Today marks one year when the UK first went into lockdown

I have so many bittersweet emotions around it all, but it mostly just makes me feel despondent for the death and lost time. After all, in 2019, I had worked myself ragged and saved, saved, saved for six months back in Virginia to be able to take a long sabbatical filled with British adventures, stories, and reclaimed independence. Three months into that trip, COVID-19 rumbled onto the scene and turned everything upside down.

With exception to the couple of months in Virginia to await my fiancĂ©e visa and one week in Bermuda to get officially engaged, it's just been one perpetual restrictive limbo where life has stalled. The sole redemption of the past year is that I have spent it with my best friend and my light. Mr. B's once-in-a-lifetime kind of love averted my complete breakdown. 

I remember having to wean myself off of my anxiety medication last May because I didn't know when I would get a safe flight back to the States and couldn't get my American prescription refilled here. Let me tell you that going off of your anxiety meds in the midst of a brand new pandemic is not recommended, especially for an empath. My anxiety pierced weeks and manifested in digestive problems, insomnia, migraines, exhaustion, weight gain, and illogical tears that appeared out of nowhere. I felt mentally stuck, fearing not knowing how long I would be separated from Mr. B once my visit visa expired. How often would borders close? How many more flights would be canceled? Will my loved ones be okay? Can I stay healthy without the safety net of medical insurance?

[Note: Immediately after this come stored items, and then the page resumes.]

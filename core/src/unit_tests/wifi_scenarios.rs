// SPDX-License-Identifier: Apache-2.0

use crate::error::ErrorKind;
use crate::wifi::ap::{ApCapabilities, ApMode, SecurityFlags};
use crate::wifi::completer::{CompletionInput, complete};
use crate::wifi::security::{AuthAlg, Ieee8021XConfig, KeyMgmt, WirelessSecurityConfig};

fn bssid() -> [u8; 6] {
    [0x01, 0x02, 0x03, 0x04, 0x05, 0x06]
}

/// Scenario 1: open AP, empty input.
#[test]
fn scenario_open_ap_completion_from_empty() {
    let ap = ApCapabilities::new(b"blahblah".to_vec(), ApMode::Infrastructure, false)
        .with_bssid(bssid());
    let out = complete(CompletionInput {
        ap: &ap,
        lock_bssid: false,
        wireless: None,
        security: None,
        ieee8021x: None,
    })
    .unwrap();

    assert_eq!(out.wireless.ssid, b"blahblah");
    assert_eq!(out.wireless.bssid, None);
    assert!(out.security.is_none());
}

/// Scenario 2: privacy-only AP, empty input, synthesizes static WEP.
#[test]
fn scenario_wep_ap_empty_input() {
    let ap = ApCapabilities::new(b"blahblah".to_vec(), ApMode::Infrastructure, true)
        .with_bssid(bssid());
    let out = complete(CompletionInput {
        ap: &ap,
        lock_bssid: false,
        wireless: None,
        security: None,
        ieee8021x: None,
    })
    .unwrap();

    assert_eq!(out.wireless.bssid, None);
    assert_eq!(out.security.unwrap().key_mgmt, Some(KeyMgmt::None));
}

/// Scenario 3: dynamic-WEP completion against a privacy-only AP.
#[test]
fn scenario_dynamic_wep_completion() {
    let ap = ApCapabilities::new(b"blahblah".to_vec(), ApMode::Infrastructure, true);
    let out = complete(CompletionInput {
        ap: &ap,
        lock_bssid: false,
        wireless: None,
        security: Some(WirelessSecurityConfig {
            key_mgmt: Some(KeyMgmt::Ieee8021x),
            auth_alg: Some(AuthAlg::Open),
            ..Default::default()
        }),
        ieee8021x: Some(Ieee8021XConfig {
            eap: Some(vec!["peap".to_string()]),
            identity: Some("Bill Smith".to_string()),
            ..Default::default()
        }),
    })
    .unwrap();

    let sec = out.security.unwrap();
    assert_eq!(
        sec.pairwise,
        vec![crate::wifi::security::Cipher::Wep40, crate::wifi::security::Cipher::Wep104]
    );
    assert_eq!(
        sec.group,
        vec![crate::wifi::security::Cipher::Wep40, crate::wifi::security::Cipher::Wep104]
    );
}

/// Scenario 4: WPA AP, user supplied LEAP — rejected outright.
#[test]
fn scenario_wpa_ap_user_gave_leap() {
    let ap = ApCapabilities::new(b"blahblah".to_vec(), ApMode::Infrastructure, true)
        .with_wpa_flags(SecurityFlags::PAIR_TKIP | SecurityFlags::KEY_MGMT_PSK);
    let err = complete(CompletionInput {
        ap: &ap,
        lock_bssid: false,
        wireless: None,
        security: Some(WirelessSecurityConfig {
            key_mgmt: Some(KeyMgmt::Ieee8021x),
            leap_username: Some("Bill Smith".to_string()),
            ..Default::default()
        }),
        ieee8021x: None,
    })
    .unwrap_err();

    assert_eq!(err.kind, ErrorKind::WirelessSecurityInvalidProperty);
}

#[test]
fn lock_bssid_true_sets_bssid_false_leaves_it_unset() {
    let ap = ApCapabilities::new(b"net".to_vec(), ApMode::Infrastructure, false)
        .with_bssid(bssid());

    let locked = complete(CompletionInput {
        ap: &ap,
        lock_bssid: true,
        wireless: None,
        security: None,
        ieee8021x: None,
    })
    .unwrap();
    assert_eq!(locked.wireless.bssid, Some(bssid()));

    let unlocked = complete(CompletionInput {
        ap: &ap,
        lock_bssid: false,
        wireless: None,
        security: None,
        ieee8021x: None,
    })
    .unwrap();
    assert_eq!(unlocked.wireless.bssid, None);
}

#[test]
fn completion_of_open_ap_yields_a_connection_wifi_could_then_verify() {
    // For a fresh connection, completing against an open AP needs no
    // further security setup to be considered complete.
    let ap = ApCapabilities::new(b"net".to_vec(), ApMode::Infrastructure, false);
    let out = complete(CompletionInput {
        ap: &ap,
        lock_bssid: false,
        wireless: None,
        security: None,
        ieee8021x: None,
    })
    .unwrap();
    assert!(out.security.is_none());
    assert!(out.ieee8021x.is_none());
}
// SPDX-License-Identifier: Apache-2.0

//! Larger end-to-end scenario tests, kept apart from the per-module
//! inline unit tests the same way `nmstate/unit_tests/` separates its
//! scenario fixtures from `ifaces/*.rs`'s own `#[cfg(test)]` blocks.

mod bond_scenarios;
mod wifi_scenarios;
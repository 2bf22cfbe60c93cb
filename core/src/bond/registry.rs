// SPDX-License-Identifier: Apache-2.0

//! Static description of every option the bonding driver recognises:
//! value grammar, default, and per-mode applicability.
//!
//! Grounded on the kernel bonding driver's `valid_options_lst` /
//! `_bond_option_unsupp_mode` tables: the option list, defaults, bounds
//! and per-mode exclusions below reproduce that table exactly.

use super::mode::BondMode;

/// Value grammar a single option's string value is validated against.
#[derive(Debug, Clone, Copy, PartialEq, Eq)]
pub enum OptionKind {
    Int,
    List,
    IntOrList,
    IpList,
    Mac,
    Ifname,
}

/// Bitmask over [`BondMode`], one bit per mode index.
#[derive(Debug, Clone, Copy, PartialEq, Eq, Default)]
pub struct ModeMask(pub u8);

impl ModeMask {
    pub const NONE: ModeMask = ModeMask(0);

    pub const fn of(modes: &[BondMode]) -> Self {
        let mut bits = 0u8;
        let mut i = 0;
        while i < modes.len() {
            bits |= 1 << modes[i].index();
            i += 1;
        }
        ModeMask(bits)
    }

    /// All modes except the ones listed — used for the options whose
    /// driver table is expressed as "unsupported everywhere except X".
    pub const fn all_except(modes: &[BondMode]) -> Self {
        let allowed = Self::of(modes);
        ModeMask(!allowed.0 & 0b0111_1111)
    }

    pub fn contains(&self, mode: BondMode) -> bool {
        self.0 & (1 << mode.index()) != 0
    }
}

/// One row of the bond option registry.
#[derive(Debug, Clone, Copy)]
pub struct OptionEntry {
    pub name: &'static str,
    pub default_value: &'static str,
    pub kind: OptionKind,
    pub min: i64,
    pub max: i64,
    pub enum_values: &'static [&'static str],
    pub unsupported_modes: ModeMask,
}

macro_rules! entry {
    ($name:literal, $default:literal, $kind:expr) => {
        entry!($name, $default, $kind, 0, 0, &[], ModeMask::NONE)
    };
    ($name:literal, $default:literal, $kind:expr, $min:expr, $max:expr) => {
        entry!($name, $default, $kind, $min, $max, &[], ModeMask::NONE)
    };
    ($name:literal, $default:literal, $kind:expr, $min:expr, $max:expr, $enum:expr) => {
        entry!($name, $default, $kind, $min, $max, $enum, ModeMask::NONE)
    };
    ($name:literal, $default:literal, $kind:expr, $min:expr, $max:expr, $enum:expr, $unsupp:expr) => {
        OptionEntry {
            name: $name,
            default_value: $default,
            kind: $kind,
            min: $min,
            max: $max,
            enum_values: $enum,
            unsupported_modes: $unsupp,
        }
    };
}

use BondMode::*;
use OptionKind::*;

/// `G_MAXINT`: the upper bound the original driver table uses for its
/// unbounded-looking INT options. Not `u32::MAX` — those fields are
/// parsed as a signed `gint` in the original implementation.
const G_MAXINT: i64 = i32::MAX as i64;

pub static REGISTRY: &[OptionEntry] = &[
    entry!("mode", "balance-rr", IntOrList, 0, 6, &[
        "balance-rr", "active-backup", "balance-xor", "broadcast",
        "802.3ad", "balance-tlb", "balance-alb",
    ]),
    entry!("miimon", "100", Int, 0, G_MAXINT),
    entry!("downdelay", "0", Int, 0, G_MAXINT),
    entry!("updelay", "0", Int, 0, G_MAXINT),
    entry!(
        "arp_interval", "0", Int, 0, G_MAXINT, &[],
        ModeMask::of(&[Lacp, BalanceTlb, BalanceAlb])
    ),
    entry!(
        "arp_ip_target", "", IpList, 0, 0, &[],
        ModeMask::of(&[Lacp, BalanceTlb, BalanceAlb])
    ),
    entry!(
        "arp_validate", "none", IntOrList, 0, 6,
        &["none", "active", "backup", "all", "filter", "filter_active", "filter_backup"],
        ModeMask::of(&[Lacp, BalanceTlb, BalanceAlb])
    ),
    {
        const ALLOWED: &[BondMode] = &[ActiveBackup, BalanceTlb, BalanceAlb];
        entry!("primary", "", Ifname, 0, 0, &[], ModeMask::all_except(ALLOWED))
    },
    entry!("primary_reselect", "always", IntOrList, 0, 2, &["always", "better", "failure"]),
    entry!("fail_over_mac", "none", IntOrList, 0, 2, &["none", "active", "follow"]),
    entry!("use_carrier", "1", Int, 0, 1),
    entry!("ad_select", "stable", IntOrList, 0, 2, &["stable", "bandwidth", "count"]),
    entry!(
        "xmit_hash_policy", "layer2", IntOrList, 0, 4,
        &["layer2", "layer3+4", "layer2+3", "encap2+3", "encap3+4"]
    ),
    entry!("resend_igmp", "1", Int, 0, 255),
    {
        const ALLOWED: &[BondMode] = &[Lacp];
        entry!("lacp_rate", "slow", IntOrList, 0, 1, &["slow", "fast"], ModeMask::all_except(ALLOWED))
    },
    {
        const ALLOWED: &[BondMode] = &[ActiveBackup, BalanceTlb, BalanceAlb];
        entry!("active_slave", "", Ifname, 0, 0, &[], ModeMask::all_except(ALLOWED))
    },
    {
        const ALLOWED: &[BondMode] = &[Lacp];
        entry!("ad_actor_sys_prio", "65535", Int, 1, 65535, &[], ModeMask::all_except(ALLOWED))
    },
    {
        const ALLOWED: &[BondMode] = &[Lacp];
        entry!("ad_actor_system", "", Mac, 0, 0, &[], ModeMask::all_except(ALLOWED))
    },
    {
        const ALLOWED: &[BondMode] = &[Lacp];
        entry!("ad_user_port_key", "0", Int, 0, 1023, &[], ModeMask::all_except(ALLOWED))
    },
    entry!("all_slaves_active", "0", Int, 0, 1),
    entry!("arp_all_targets", "any", IntOrList, 0, 1, &["any", "all"]),
    entry!("min_links", "0", Int, 0, G_MAXINT),
    entry!("num_grat_arp", "1", Int, 0, 255),
    entry!("num_unsol_na", "1", Int, 0, 255),
    entry!(
        "packets_per_slave", "1", Int, 0, 65535, &[],
        ModeMask::all_except(&[BalanceRr])
    ),
    {
        const ALLOWED: &[BondMode] = &[BalanceTlb];
        entry!("tlb_dynamic_lb", "1", Int, 0, 1, &[], ModeMask::all_except(ALLOWED))
    },
    entry!("lp_interval", "1", Int, 1, G_MAXINT),
];

/// Looks up the registry entry for `name`, if recognised.
pub fn meta(name: &str) -> Option<&'static OptionEntry> {
    REGISTRY.iter().find(|e| e.name == name)
}

/// The registry's canonical ordering: the order options were declared
/// above, which is also the order the kernel driver documents them in.
pub fn valid_option_names() -> impl Iterator<Item = &'static str> {
    REGISTRY.iter().map(|e| e.name)
}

For those who haven't had to live through nine consecutive and nonconsecutive months of stay-at-home lockdown orders, who can't even remember when your legal wedding day or future anniversary is because it has changed so many times, or who have had to navigate immigration protocols and move across an ocean when the world was closed, it's safe to say that your spirit is chipped.

As a new immigrant, my brain will forever straddle my birth country and my new home country in all aspects of my life. And it is heartbreaking that both poorly handled the pandemic with unconscionable high death tolls and cases. I left one country who finally changed leadership for the better, and I'm now in a country where it eerily feels like the broken one I left. 

There have been beautiful moments of people coming together, supporting each other, honoring those frontline workers who sacrificed so much for the good of all, and speaking up for inequalities exacerbated by the pandemic, but sadly, it's all under the shadow of "we wouldn't even have had to do this if xyz happened." From a top level, there were at least two effectively positive things that did happen in the UK. One being the NHS' success with the vaccine roll-out as it really is one of the best in the world. And second being the furlough scheme that saved Mr. B's transportation sector job along with millions of others in traditional employment.

On this very day for people in England, legal marriage ceremonies are still banned (unless you are on your deathbed), financial support still doesn't reach everyone, and non-COVID patients still aren't getting the life-saving medical treatments they need because the healthcare system has been overwhelmed by the pandemic.

I hope when I reflect on Two Years On that we won't even recognize what 2020 and 2021 looked like. That I'll only remember how my entire life changed for the better because I met Mr. B, that we eventually got married, and that we built the foundation for our future together in arduous times.